Photo from mynewsla.com
By Jen Cooper
Executive Editor
*Names have been changed or omitted to protect the privacy of students in the LGBTQ community
LGBTQ* students promoted healthy, safe sex and answered “taboo” questions about queer sex at the LGBTA “Smut Slam” on Valentine’s Day in the Tabler Black Box.
Like a ‘poetry slam,’ student performers free-styled about their funniest or most personal sexual encounters. That portion was followed by a panel of ‘sex-perts’ answering anonymous questions submitted by the audience.
“It’s important to talk about different bodies and how different people experience sex,” said one of the “sex-perts” about queer sex.
Pew research, a nonpartisan fact tank, has polls that estimate that there are more anti-LGBTQ* individuals than originally thought in the population just as there are more actual community members. While the LGBTQ* community is still considered a minority population, one of the big mottos on campus is “we’re here and we’re queer” to promote LGBTQ* visibility.
Out of 100 seats out in the Tabler Black Box, about half were filled, which is usually the turnout according to LGBTA President Claudia Zurek.
“The event was more successful than past years,” Zurek said. “There were more questions for the ‘sex-perts’ and people were very willing to participate and we stayed away from possibly triggering material.”
The smut slam gave many LGBTQ* individuals the opportunity to share stories in an environment that they felt safe in. Two of the students that went on stage to read their poetry or tell a story described themselves as “shy” or “overcoming public speaking” when they went up to the stage.
“It was great to see,” Will Argenzio, former LGBTA president, said. “Some of the few people that went up there that were nervous, and you could see that it meant a lot to them. It took a lot for them to read on stage.”
One of the students who did not want their name used for privacy reasons, said that going on stage was very difficult for her because she had a fear of public speaking. Her poem received raucous applause at the end.
Other people told stories that they admitted they have shared before; one involving a toothbrush as an insufficient sex-toy. Whatever story was told, audience members often laughed especially when the speaker found humor within their own story.
The panel of ‘sex-perts’ answered a variety of questions from threesomes to “butt stuff, how do?” to questions about how to have their partner respect their trans body.
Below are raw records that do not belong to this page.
//! Example: Keep-alive and Subscription Lifecycle
//!
//! This example drives a connection against the mock transport and prints
//! every link event: the probe starting, being suspended by a subscription,
//! resuming, and the final teardown with one failing characteristic.
//!
//! Run with: `RUST_LOG=debug cargo run --example keepalive -- [CONFIG.toml]`

use std::env;
use std::sync::Arc;
use std::time::Duration;

use gattlink_core::{Connection, DispatchQueue, LinkConfig, MockTransport};
use gattlink_types::CharacteristicProperties;
use gattlink_types::uuid::{BATTERY_LEVEL, BATTERY_SERVICE, DEVICE_NAME, GAP_SERVICE};
use tracing_subscriber::EnvFilter;

#[tokio::main]
async fn main() -> Result<(), Box<dyn std::error::Error>> {
    // Initialize logging
    tracing_subscriber::fmt()
        .with_env_filter(EnvFilter::from_default_env())
        .init();

    // Optional config file from command line
    let config = match env::args().nth(1) {
        Some(path) => LinkConfig::load_validated(path)?,
        None => LinkConfig::fast()
            .probe_interval(Duration::from_secs(1))
            .probe_timeout(Duration::from_millis(500)),
    };

    let transport = Arc::new(
        MockTransport::builder()
            .service(GAP_SERVICE)
            .service(BATTERY_SERVICE)
            .characteristic(GAP_SERVICE, DEVICE_NAME, CharacteristicProperties::notify_only())
            .characteristic(
                BATTERY_SERVICE,
                BATTERY_LEVEL,
                CharacteristicProperties::notify_only(),
            )
            .latency(Duration::from_millis(30))
            .build(),
    );
    let connection = Connection::new(
        transport.clone(),
        Arc::new(DispatchQueue::spawn("descriptor-writes")),
        config,
    )?;

    // Print events as they happen
    let mut events = connection.events();
    tokio::spawn(async move {
        while let Ok(event) = events.recv().await {
            println!("  event: {}", serde_json::to_string(&event).unwrap_or_default());
        }
    });

    println!("Connecting...");
    connection.connect().await;
    tokio::time::sleep(Duration::from_millis(2_500)).await;
    println!("State: {:?}", connection.state().await);
    println!();

    println!("Discovering characteristics...");
    let name = connection
        .service(GAP_SERVICE)
        .await?
        .characteristic(DEVICE_NAME)
        .await?;
    let level = connection
        .service(BATTERY_SERVICE)
        .await?
        .characteristic(BATTERY_LEVEL)
        .await?;
    name.enable_notifications().await?;
    level.enable_notifications().await?;
    println!(
        "State: {:?} ({} subscribers)",
        connection.state().await,
        connection.keep_alive().subscriber_count().await
    );
    tokio::time::sleep(Duration::from_millis(2_500)).await;
    println!();

    println!("Disabling {}...", name.id());
    name.disable_notifications().await?;
    println!("State: {:?}", connection.state().await);
    println!();

    // Make the remaining subscription refuse its disable write
    transport.fail_writes_for(level.id()).await;
    println!("Disconnecting...");
    let report = connection.disconnect().await;
    println!("Teardown: {report:?}");
    println!("State: {:?}", connection.state().await);
    println!();

    let summary = connection.metrics().summary();
    println!("Probes:            {}", summary.probes.count);
    println!("Descriptor writes: {}", summary.descriptor_writes.count);
    println!("Discoveries:       {}", summary.discoveries.count);

    Ok(())
}
//! Core GATT value types.

use core::fmt;

#[cfg(feature = "serde")]
use serde::{Deserialize, Serialize};
use uuid::Uuid;

use crate::error::{ParseError, ParseResult};

/// Whether a transport read may be answered from the platform's attribute cache.
///
/// The keep-alive probe and top-level discovery always use
/// [`CacheMode::Uncached`] so that the request forces a live round-trip.
#[derive(Debug, Clone, Copy, PartialEq, Eq, Hash, Default)]
#[cfg_attr(feature = "serde", derive(Serialize, Deserialize))]
#[cfg_attr(feature = "serde", serde(rename_all = "snake_case"))]
pub enum CacheMode {
    /// Results may come from the platform cache.
    Cached,
    /// Results must come from the peripheral.
    #[default]
    Uncached,
}

/// Value of the Client Characteristic Configuration Descriptor.
///
/// The descriptor is a little-endian 16-bit bitfield where bit 0 enables
/// notifications and bit 1 enables indications.
#[derive(Debug, Clone, Copy, PartialEq, Eq, PartialOrd, Ord, Hash)]
#[cfg_attr(feature = "serde", derive(Serialize, Deserialize))]
#[cfg_attr(feature = "serde", serde(rename_all = "snake_case"))]
pub enum DescriptorValue {
    /// Value changes are not pushed.
    None,
    /// Unacknowledged notifications.
    Notify,
    /// Acknowledged indications.
    Indicate,
}

impl DescriptorValue {
    /// Encode as the two wire bytes of the descriptor.
    ///
    /// # Examples
    ///
    /// ```
    /// use gattlink_types::DescriptorValue;
    ///
    /// assert_eq!(DescriptorValue::None.to_bytes(), [0x00, 0x00]);
    /// assert_eq!(DescriptorValue::Notify.to_bytes(), [0x01, 0x00]);
    /// assert_eq!(DescriptorValue::Indicate.to_bytes(), [0x02, 0x00]);
    /// ```
    #[must_use]
    pub fn to_bytes(self) -> [u8; 2] {
        let bits: u16 = match self {
            DescriptorValue::None => 0x0000,
            DescriptorValue::Notify => 0x0001,
            DescriptorValue::Indicate => 0x0002,
        };
        bits.to_le_bytes()
    }

    /// Decode the descriptor from its wire bytes.
    ///
    /// A value with both bits set is rejected: the connection layer only ever
    /// writes one mode at a time.
    pub fn from_bytes(data: &[u8]) -> ParseResult<Self> {
        if data.len() < 2 {
            return Err(ParseError::InsufficientBytes {
                expected: 2,
                actual: data.len(),
            });
        }
        match u16::from_le_bytes([data[0], data[1]]) {
            0x0000 => Ok(DescriptorValue::None),
            0x0001 => Ok(DescriptorValue::Notify),
            0x0002 => Ok(DescriptorValue::Indicate),
            other => Err(ParseError::InvalidValue(format!(
                "unsupported client configuration 0x{other:04X}"
            ))),
        }
    }

    /// Whether this value asks the peripheral to push value changes.
    #[must_use]
    pub fn is_enabled(self) -> bool {
        !matches!(self, DescriptorValue::None)
    }
}

impl fmt::Display for DescriptorValue {
    fn fmt(&self, f: &mut fmt::Formatter<'_>) -> fmt::Result {
        match self {
            DescriptorValue::None => write!(f, "none"),
            DescriptorValue::Notify => write!(f, "notify"),
            DescriptorValue::Indicate => write!(f, "indicate"),
        }
    }
}

/// Subset of GATT characteristic properties relevant to the connection layer.
#[derive(Debug, Clone, Copy, PartialEq, Eq, Hash, Default)]
#[cfg_attr(feature = "serde", derive(Serialize, Deserialize))]
pub struct CharacteristicProperties {
    /// The value can be read.
    pub read: bool,
    /// The value can be written with response.
    pub write: bool,
    /// The value can be written without response.
    pub write_without_response: bool,
    /// The peripheral can push notifications.
    pub notify: bool,
    /// The peripheral can push indications.
    pub indicate: bool,
}

impl CharacteristicProperties {
    /// Properties of a characteristic that only supports notifications.
    #[must_use]
    pub fn notify_only() -> Self {
        Self {
            notify: true,
            ..Default::default()
        }
    }

    /// Whether any form of value-change subscription is supported.
    #[must_use]
    pub fn supports_subscription(&self) -> bool {
        self.notify || self.indicate
    }

    /// The descriptor value to write when subscribing.
    ///
    /// Notifications are preferred over indications when both are offered.
    #[must_use]
    pub fn subscription_value(&self) -> Option<DescriptorValue> {
        if self.notify {
            Some(DescriptorValue::Notify)
        } else if self.indicate {
            Some(DescriptorValue::Indicate)
        } else {
            None
        }
    }
}

/// A discovered GATT service.
#[derive(Debug, Clone, Copy, PartialEq, Eq, Hash)]
#[cfg_attr(feature = "serde", derive(Serialize, Deserialize))]
pub struct ServiceInfo {
    /// Service UUID.
    pub uuid: Uuid,
    /// Whether this is a primary service.
    pub primary: bool,
}

impl ServiceInfo {
    /// Describe a primary service.
    #[must_use]
    pub fn primary(uuid: Uuid) -> Self {
        Self {
            uuid,
            primary: true,
        }
    }
}

/// Identifies a characteristic within the attribute table of one connection.
///
/// Characteristic UUIDs are only unique within their service, so the owning
/// service UUID is part of the identity.
#[derive(Debug, Clone, Copy, PartialEq, Eq, Hash, PartialOrd, Ord)]
#[cfg_attr(feature = "serde", derive(Serialize, Deserialize))]
pub struct CharacteristicId {
    /// UUID of the owning service.
    pub service: Uuid,
    /// UUID of the characteristic.
    pub characteristic: Uuid,
}

impl CharacteristicId {
    /// Create a new identifier.
    #[must_use]
    pub fn new(service: Uuid, characteristic: Uuid) -> Self {
        Self {
            service,
            characteristic,
        }
    }
}

impl fmt::Display for CharacteristicId {
    fn fmt(&self, f: &mut fmt::Formatter<'_>) -> fmt::Result {
        write!(f, "{}/{}", self.service, self.characteristic)
    }
}

/// A discovered GATT characteristic.
#[derive(Debug, Clone, Copy, PartialEq, Eq, Hash)]
#[cfg_attr(feature = "serde", derive(Serialize, Deserialize))]
pub struct CharacteristicInfo {
    /// Characteristic UUID.
    pub uuid: Uuid,
    /// UUID of the service this characteristic belongs to.
    pub service_uuid: Uuid,
    /// Supported operations.
    pub properties: CharacteristicProperties,
}

impl CharacteristicInfo {
    /// Create a new characteristic description.
    #[must_use]
    pub fn new(service_uuid: Uuid, uuid: Uuid, properties: CharacteristicProperties) -> Self {
        Self {
            uuid,
            service_uuid,
            properties,
        }
    }

    /// The connection-wide identifier of this characteristic.
    #[must_use]
    pub fn id(&self) -> CharacteristicId {
        CharacteristicId::new(self.service_uuid, self.uuid)
    }
}
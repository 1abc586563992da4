//! GATT services and characteristic handles.
//!
//! A [`GattService`] discovers its characteristics lazily through a
//! single-flight cache and wraps each one in a [`CharacteristicHandle`] bound
//! to the connection's [`ConnectionKeepAlive`]. Enabling notifications on a
//! handle registers it with the keep-alive, which suspends probing while any
//! subscription is active.

use std::fmt;
use std::future::Future;
use std::sync::{Arc, Weak};

use tokio::time::Instant;
use tracing::{debug, warn};
use uuid::Uuid;

use gattlink_types::{
    CacheMode, CharacteristicId, CharacteristicInfo, CharacteristicProperties, DescriptorValue,
    ServiceInfo,
};

use crate::error::{Error, Result, TransportError};
use crate::events::LinkEvent;
use crate::keepalive::ConnectionKeepAlive;
use crate::single_flight::{Discovery, Epoch, SingleFlight};
use crate::transport::bounded;

/// Run one discovery call with timeout, events and metrics.
pub(crate) async fn tracked_discovery<T, F>(
    link: &ConnectionKeepAlive,
    service: Option<Uuid>,
    operation: &str,
    call: F,
) -> Result<Vec<T>>
where
    F: Future<Output = std::result::Result<Vec<T>, TransportError>>,
{
    let events = link.event_dispatcher();
    events.send(LinkEvent::DiscoveryStarted { service });
    debug!(?service, operation, "Discovery started");

    let started = Instant::now();
    let outcome = bounded(operation, link.config().discovery_timeout, call).await;
    link.metrics()
        .discoveries
        .record(outcome.is_ok(), started.elapsed());

    match &outcome {
        Ok(found) => debug!(?service, count = found.len(), "Discovery complete"),
        Err(e) => {
            warn!(?service, error = %e, "Discovery failed");
            events.send(LinkEvent::DiscoveryFailed {
                service,
                error: e.to_string(),
            });
        }
    }
    outcome
}

struct ServiceInner {
    info: ServiceInfo,
    link: ConnectionKeepAlive,
    characteristics: SingleFlight<CharacteristicHandle>,
    epoch: Epoch,
}

/// A GATT service discovered on a connection.
///
/// Cloning is cheap; clones share the characteristic cache.
#[derive(Clone)]
pub struct GattService {
    inner: Arc<ServiceInner>,
}

impl fmt::Debug for GattService {
    fn fmt(&self, f: &mut fmt::Formatter<'_>) -> fmt::Result {
        f.debug_struct("GattService")
            .field("info", &self.inner.info)
            .field("characteristics", &self.inner.characteristics)
            .finish_non_exhaustive()
    }
}

impl GattService {
    pub(crate) fn new(info: ServiceInfo, link: ConnectionKeepAlive, epoch: Epoch) -> Self {
        Self {
            inner: Arc::new(ServiceInner {
                info,
                link,
                characteristics: SingleFlight::new(),
                epoch,
            }),
        }
    }

    /// The service UUID.
    pub fn uuid(&self) -> Uuid {
        self.inner.info.uuid
    }

    /// The service as reported by the transport.
    pub fn info(&self) -> &ServiceInfo {
        &self.inner.info
    }

    /// Whether the connection's service list was invalidated or rediscovered
    /// after this service was produced.
    pub fn is_stale(&self) -> bool {
        self.inner.epoch.is_stale()
    }

    /// Discover this service's characteristics.
    ///
    /// Returns an observer of a shared, lazily started attempt. The first
    /// observer to await it issues one uncached transport call; concurrent
    /// and later observers attach to the same result. Once every observer is
    /// dropped the result is released and the next call discovers afresh.
    pub fn discover_characteristics(&self) -> Discovery<CharacteristicHandle> {
        let service = Arc::downgrade(&self.inner);
        let service_epoch = self.inner.epoch.clone();
        let link = self.inner.link.clone();
        let uuid = self.inner.info.uuid;

        self.inner.characteristics.observe(move |epoch| async move {
            let transport = Arc::clone(link.transport());
            let found = tracked_discovery(
                &link,
                Some(uuid),
                "discover characteristics",
                transport.get_characteristics(uuid, CacheMode::Uncached),
            )
            .await?;
            Ok(found
                .into_iter()
                .map(|info| CharacteristicHandle {
                    info,
                    service: service.clone(),
                    link: link.clone(),
                    epoch: epoch.clone(),
                    service_epoch: service_epoch.clone(),
                })
                .collect())
        })
    }

    /// Discover and return every characteristic.
    pub async fn characteristics(&self) -> Result<Arc<[CharacteristicHandle]>> {
        self.discover_characteristics().result().await
    }

    /// Discover and return one characteristic by UUID.
    pub async fn characteristic(&self, uuid: Uuid) -> Result<CharacteristicHandle> {
        self.characteristics()
            .await?
            .iter()
            .find(|handle| handle.uuid() == uuid)
            .cloned()
            .ok_or(Error::CharacteristicNotFound {
                service: self.uuid(),
                uuid,
            })
    }

    /// Drop the cached characteristics so the next call rediscovers them.
    ///
    /// Handles from earlier discoveries report [`CharacteristicHandle::is_stale`].
    /// Returns the new cache generation.
    pub fn invalidate(&self) -> u64 {
        let generation = self.inner.characteristics.invalidate();
        debug!(service = %self.uuid(), generation, "Characteristic cache invalidated");
        generation
    }

    /// The current characteristic cache generation.
    pub fn generation(&self) -> u64 {
        self.inner.characteristics.generation()
    }
}

/// A characteristic bound to its service and the connection keep-alive.
#[derive(Clone)]
pub struct CharacteristicHandle {
    info: CharacteristicInfo,
    service: Weak<ServiceInner>,
    link: ConnectionKeepAlive,
    epoch: Epoch,
    service_epoch: Epoch,
}

impl fmt::Debug for CharacteristicHandle {
    fn fmt(&self, f: &mut fmt::Formatter<'_>) -> fmt::Result {
        f.debug_struct("CharacteristicHandle")
            .field("info", &self.info)
            .field("generation", &self.epoch.generation())
            .finish_non_exhaustive()
    }
}

impl CharacteristicHandle {
    /// Service and characteristic UUID pair.
    pub fn id(&self) -> CharacteristicId {
        self.info.id()
    }

    /// The characteristic UUID.
    pub fn uuid(&self) -> Uuid {
        self.info.uuid
    }

    /// The characteristic as reported by the transport.
    pub fn info(&self) -> &CharacteristicInfo {
        &self.info
    }

    /// Supported operations.
    pub fn properties(&self) -> CharacteristicProperties {
        self.info.properties
    }

    /// The owning service, or `None` once every handle to it is gone.
    pub fn service(&self) -> Option<GattService> {
        self.service.upgrade().map(|inner| GattService { inner })
    }

    /// Cache generation that produced this handle.
    pub fn generation(&self) -> u64 {
        self.epoch.generation()
    }

    /// Whether the owning service's characteristics, or the connection's
    /// service list, were invalidated or rediscovered after this handle was
    /// discovered.
    pub fn is_stale(&self) -> bool {
        self.epoch.is_stale() || self.service_epoch.is_stale()
    }

    /// Enable value-change notifications.
    ///
    /// Uses notifications when offered, indications otherwise. The descriptor
    /// write runs on the connection's dispatch context; on success the
    /// characteristic joins the subscriber set and the keep-alive probe is
    /// suspended. Returns the value that was written.
    ///
    /// # Errors
    ///
    /// - [`Error::NotSupported`] if the characteristic offers neither mode.
    /// - [`Error::NotConnected`] if the connection is not active, or was torn
    ///   down while the write was in flight. The descriptor is reset in the
    ///   latter case.
    /// - The transport or timeout error of a failed write. The subscriber set
    ///   is unchanged in that case.
    #[tracing::instrument(level = "debug", skip(self), fields(characteristic = %self.id()))]
    pub async fn enable_notifications(&self) -> Result<DescriptorValue> {
        let value = self
            .info
            .properties
            .subscription_value()
            .ok_or_else(|| Error::NotSupported {
                id: self.id(),
                operation: "notifications".to_string(),
            })?;
        let session = self.link.active_session().await.ok_or(Error::NotConnected)?;

        self.link.write_descriptor(&self.info, value).await?;
        if let Err(e) = self.link.register_in_session(self.info, session).await {
            // Teardown ran during the write and never saw this subscription.
            if let Err(rollback) = self
                .link
                .write_descriptor(&self.info, DescriptorValue::None)
                .await
            {
                warn!(error = %rollback, "Failed to roll back notifications after disconnect");
            }
            return Err(e);
        }
        Ok(value)
    }

    /// Disable value-change notifications.
    ///
    /// # Errors
    ///
    /// Returns the transport or timeout error of a failed write. The
    /// characteristic then stays registered so disconnect retries it.
    #[tracing::instrument(level = "debug", skip(self), fields(characteristic = %self.id()))]
    pub async fn disable_notifications(&self) -> Result<()> {
        self.link
            .write_descriptor(&self.info, DescriptorValue::None)
            .await?;
        self.link.set_notify(self.info, false).await;
        Ok(())
    }

    /// Whether this characteristic is in the connection's subscriber set.
    pub async fn is_notifying(&self) -> bool {
        self.link.is_subscribed(&self.id()).await
    }
}
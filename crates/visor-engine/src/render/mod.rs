//! Frame model and rasterization.

pub mod description;
pub mod frame;
pub mod layer;
pub mod renderer;
pub mod subpixel;
pub mod text;

pub use description::{FrameDescription, FrameSource, RenderOutput};
pub use frame::Frame;
pub use layer::{
    AnimatedSpriteLayer, CompletionHook, FillLayer, Layer, LayerId, RectLayer, SpriteLayer,
    SpritePixels, TextLayer,
};
pub use renderer::Renderer;
pub use text::{AssetError, FontStore};
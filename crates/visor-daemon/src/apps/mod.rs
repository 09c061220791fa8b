//! Built-in apps. The registry is static: everything the daemon can
//! run is linked in here.

mod banner;
mod glitch;
mod pattern;

pub use banner::BannerApp;
pub use glitch::GlitchApp;
pub use pattern::PatternApp;

use visor_engine::App;

/// All registered apps, in listing order.
pub fn registry() -> Vec<Box<dyn App>> {
    vec![
        Box::new(GlitchApp),
        Box::new(BannerApp::new()),
        Box::new(PatternApp::new()),
    ]
}
//! Mirror mode control.

use axum::extract::State;
use axum::routing::get;
use axum::{Json, Router};
use serde::Deserialize;
use serde_json::{json, Value};
use visor_engine::MirrorMode;

use crate::api::{ask, ApiError, ApiState};
use crate::control::Control;

pub fn router() -> Router<ApiState> {
    Router::new().route("/mirror", get(get_mirror).post(set_mirror))
}

#[derive(Debug, Deserialize)]
struct SetMirrorRequest {
    mode: String,
}

async fn get_mirror(State(state): State<ApiState>) -> Result<Json<Value>, ApiError> {
    let mode = ask(&state.ctrl, |reply| Control::GetMirror { reply }).await?;
    Ok(Json(json!({ "mirror_mode": mode.as_str() })))
}

async fn set_mirror(
    State(state): State<ApiState>,
    Json(request): Json<SetMirrorRequest>,
) -> Result<Json<Value>, ApiError> {
    let mode: MirrorMode = request.mode.parse().map_err(ApiError::bad_request)?;
    ask(&state.ctrl, |reply| Control::SetMirror { mode, reply }).await?;
    Ok(Json(json!({ "status": "ok", "mirror_mode": mode.as_str() })))
}
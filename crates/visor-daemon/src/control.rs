//! Control channel between the I/O surfaces and the loop task.
//!
//! HTTP and WS handlers never touch pipeline state directly: every
//! mutation travels this channel as a message and is applied at the top
//! of a tick, FIFO with the events. Commands that need an answer carry
//! a oneshot reply.

use serde_json::Value;
use tokio::sync::{mpsc, oneshot};
use visor_engine::{AppError, EffectError, Event, MirrorMode, QueryError};

/// Everything the loop task can be asked to do from outside.
#[derive(Debug)]
pub enum Control {
    /// A validated event for the next tick's drain.
    Event(Event),
    Activate {
        name: String,
        reply: oneshot::Sender<Result<(), AppError>>,
    },
    GetActiveApp {
        reply: oneshot::Sender<Option<String>>,
    },
    AddEffect {
        name: String,
        params: Value,
        reply: oneshot::Sender<Result<String, EffectError>>,
    },
    RemoveEffect {
        id: String,
        reply: oneshot::Sender<bool>,
    },
    ClearEffects {
        reply: oneshot::Sender<()>,
    },
    ListEffects {
        reply: oneshot::Sender<Vec<(String, String)>>,
    },
    /// Snapshot the active effects' public parameters.
    SaveEffects {
        reply: oneshot::Sender<Vec<(String, Value)>>,
    },
    /// Recreate effects from a previously saved snapshot.
    RestoreEffects {
        params: Vec<(String, Value)>,
        reply: oneshot::Sender<()>,
    },
    SetMirror {
        mode: MirrorMode,
        reply: oneshot::Sender<()>,
    },
    GetMirror {
        reply: oneshot::Sender<MirrorMode>,
    },
    SetBrightness {
        level: u8,
        reply: oneshot::Sender<()>,
    },
    /// Query an app by name. `None` reply means the app is unknown.
    Query {
        app: String,
        name: String,
        payload: Value,
        reply: oneshot::Sender<Option<Result<Value, QueryError>>>,
    },
}

pub type ControlSender = mpsc::UnboundedSender<Control>;
pub type ControlReceiver = mpsc::UnboundedReceiver<Control>;

pub fn channel() -> (ControlSender, ControlReceiver) {
    mpsc::unbounded_channel()
}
The overall messages from the ‘sex-perts’ did follow one theme: take care of yourself whatever situation you are in, communicate with your partner or partners, and consent is key.
“Often, people are stigmatized for wanting, in general,” Argenzio said. “So when it comes to sex, everyone’s values on impurity stigmatize us as the ‘other group’ which gives them an opportunity to be violent or aggressive. It’s nice to have moments like this where we can come together as a community and share stories.”
While LGBTA hosted the event, many supporters of other similar groups on campus attended to show their support. Members of the Trans* Alliance and TNG (The Next Generation) came to the event and even shared some of their stories. TNG, or the BDSM club, also encouraged LGBTQ* individuals to engage in safe and consensual sex.
In addition to visibility and consensual sex, many of the ‘sex-perts’ promoted body positivity.
“The best advice I can give to promote body positivity is to take a ton of selfies and you’ll start feeling yourself because you’ll like some of them,” one of the “sex-perts” said.
In addition to taking care of your own body, the sex-perts promoted STD testing and always using protection, even though many institutions, especially primary and secondary education, limit STD and sex-education to abstinence only.
Multiple studies show that abstinence-only education does not lower rates of pregnancy or STD’s, according to NPR. This is why the LGBTQ* community stresses the importance of sexual health education.
“We will be doing a collaboration with the Planned Parenthood Club on March 28th to share experiences and to promote safe sex with sexual health information,” Zurek said.